use reqwest::StatusCode;
use serde_json::json;

use stockflow_core::{TenantId, UserId};

struct TestServer {
    base_url: String,
    handle: tokio::task::JoinHandle<()>,
}

impl TestServer {
    async fn spawn() -> Self {
        // Build app (same router as prod), but bind to an ephemeral port.
        let app = stockflow_api::app::build_app();
        let listener = tokio::net::TcpListener::bind("127.0.0.1:0")
            .await
            .expect("failed to bind ephemeral port");
        let addr = listener.local_addr().unwrap();
        let base_url = format!("http://{}", addr);

        let handle = tokio::spawn(async move {
            axum::serve(listener, app).await.unwrap();
        });

        Self { base_url, handle }
    }
}

impl Drop for TestServer {
    fn drop(&mut self) {
        self.handle.abort();
    }
}

fn tenant_headers(
    builder: reqwest::RequestBuilder,
    tenant_id: TenantId,
    user_id: UserId,
) -> reqwest::RequestBuilder {
    builder
        .header("x-tenant-id", tenant_id.to_string())
        .header("x-user-id", user_id.to_string())
}

async fn get_eventually(
    client: &reqwest::Client,
    url: &str,
    tenant_id: TenantId,
    user_id: UserId,
) -> serde_json::Value {
    // The API is intentionally eventual-consistent (command path vs projection
    // update). Poll briefly until the projection catches up.
    for _ in 0..100 {
        let res = tenant_headers(client.get(url), tenant_id, user_id)
            .send()
            .await
            .unwrap();

        if res.status() == StatusCode::OK {
            return res.json().await.unwrap();
        }

        tokio::time::sleep(std::time::Duration::from_millis(10)).await;
    }

    panic!("resource did not become visible in projection within timeout");
}

#[tokio::test]
async fn requests_without_tenant_header_are_rejected() {
    let server = TestServer::spawn().await;
    let client = reqwest::Client::new();

    let res = client
        .get(format!("{}/items", server.base_url))
        .send()
        .await
        .unwrap();
    assert_eq!(res.status(), StatusCode::UNAUTHORIZED);
}

#[tokio::test]
async fn item_lifecycle_round_trips_through_the_api() {
    let server = TestServer::spawn().await;
    let client = reqwest::Client::new();
    let tenant_id = TenantId::new();
    let user_id = UserId::new();

    // Create an item.
    let res = tenant_headers(
        client.post(format!("{}/items", server.base_url)),
        tenant_id,
        user_id,
    )
    .json(&json!({"name": "Widget A", "sku": "WID-A", "unit_price": "50"}))
    .send()
    .await
    .unwrap();
    assert_eq!(res.status(), StatusCode::CREATED);
    let body: serde_json::Value = res.json().await.unwrap();
    let item_id = body["id"].as_str().unwrap().to_string();

    // Adjust stock.
    let res = tenant_headers(
        client.post(format!("{}/items/{}/adjust", server.base_url, item_id)),
        tenant_id,
        user_id,
    )
    .json(&json!({"delta": 25}))
    .send()
    .await
    .unwrap();
    assert_eq!(res.status(), StatusCode::NO_CONTENT);

    let item = get_eventually(
        &client,
        &format!("{}/items/{}", server.base_url, item_id),
        tenant_id,
        user_id,
    )
    .await;
    assert_eq!(item["name"], "Widget A");

    // Another tenant cannot see it.
    let res = tenant_headers(
        client.get(format!("{}/items/{}", server.base_url, item_id)),
        TenantId::new(),
        user_id,
    )
    .send()
    .await
    .unwrap();
    assert_eq!(res.status(), StatusCode::NOT_FOUND);
}

#[tokio::test]
async fn order_workflow_enforces_the_transition_table() {
    let server = TestServer::spawn().await;
    let client = reqwest::Client::new();
    let tenant_id = TenantId::new();
    let user_id = UserId::new();

    // Create an order with one line.
    let res = tenant_headers(
        client.post(format!("{}/orders", server.base_url)),
        tenant_id,
        user_id,
    )
    .json(&json!({}))
    .send()
    .await
    .unwrap();
    assert_eq!(res.status(), StatusCode::CREATED);
    let body: serde_json::Value = res.json().await.unwrap();
    let order_id = body["id"].as_str().unwrap().to_string();
    assert!(body["display_id"].as_str().unwrap().starts_with("SO-"));

    let res = tenant_headers(
        client.post(format!("{}/orders/{}/lines", server.base_url, order_id)),
        tenant_id,
        user_id,
    )
    .json(&json!({"item_name": "Widget A", "quantity": 5, "unit_price": "100", "tax_rate": "8"}))
    .send()
    .await
    .unwrap();
    assert_eq!(res.status(), StatusCode::OK);

    // Draft cannot jump straight to shipped.
    let res = tenant_headers(
        client.post(format!("{}/orders/{}/status", server.base_url, order_id)),
        tenant_id,
        user_id,
    )
    .json(&json!({"status": "shipped"}))
    .send()
    .await
    .unwrap();
    assert_eq!(res.status(), StatusCode::UNPROCESSABLE_ENTITY);
    let err: serde_json::Value = res.json().await.unwrap();
    assert_eq!(err["error"], "invalid_transition");

    // Submitting is fine, and the read model shows derived totals.
    let res = tenant_headers(
        client.post(format!("{}/orders/{}/status", server.base_url, order_id)),
        tenant_id,
        user_id,
    )
    .json(&json!({"status": "submitted"}))
    .send()
    .await
    .unwrap();
    assert_eq!(res.status(), StatusCode::OK);

    let order = get_eventually(
        &client,
        &format!("{}/orders/{}", server.base_url, order_id),
        tenant_id,
        user_id,
    )
    .await;
    // 5 * 100 = 500, plus 8% tax = 540.
    let total: rust_decimal::Decimal = order["totals"]["total"]
        .as_str()
        .unwrap()
        .parse()
        .unwrap();
    assert_eq!(total, rust_decimal_macros::dec!(540));
    assert_eq!(order["lines"][0]["quantity_ordered"], 5);
}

Exercise description:
Which lines above contain the word "Value"? List them.

Problem solution:
) -> serde_json::Value {
    let body: serde_json::Value = res.json().await.unwrap();
    let body: serde_json::Value = res.json().await.unwrap();
    let err: serde_json::Value = res.json().await.unwrap();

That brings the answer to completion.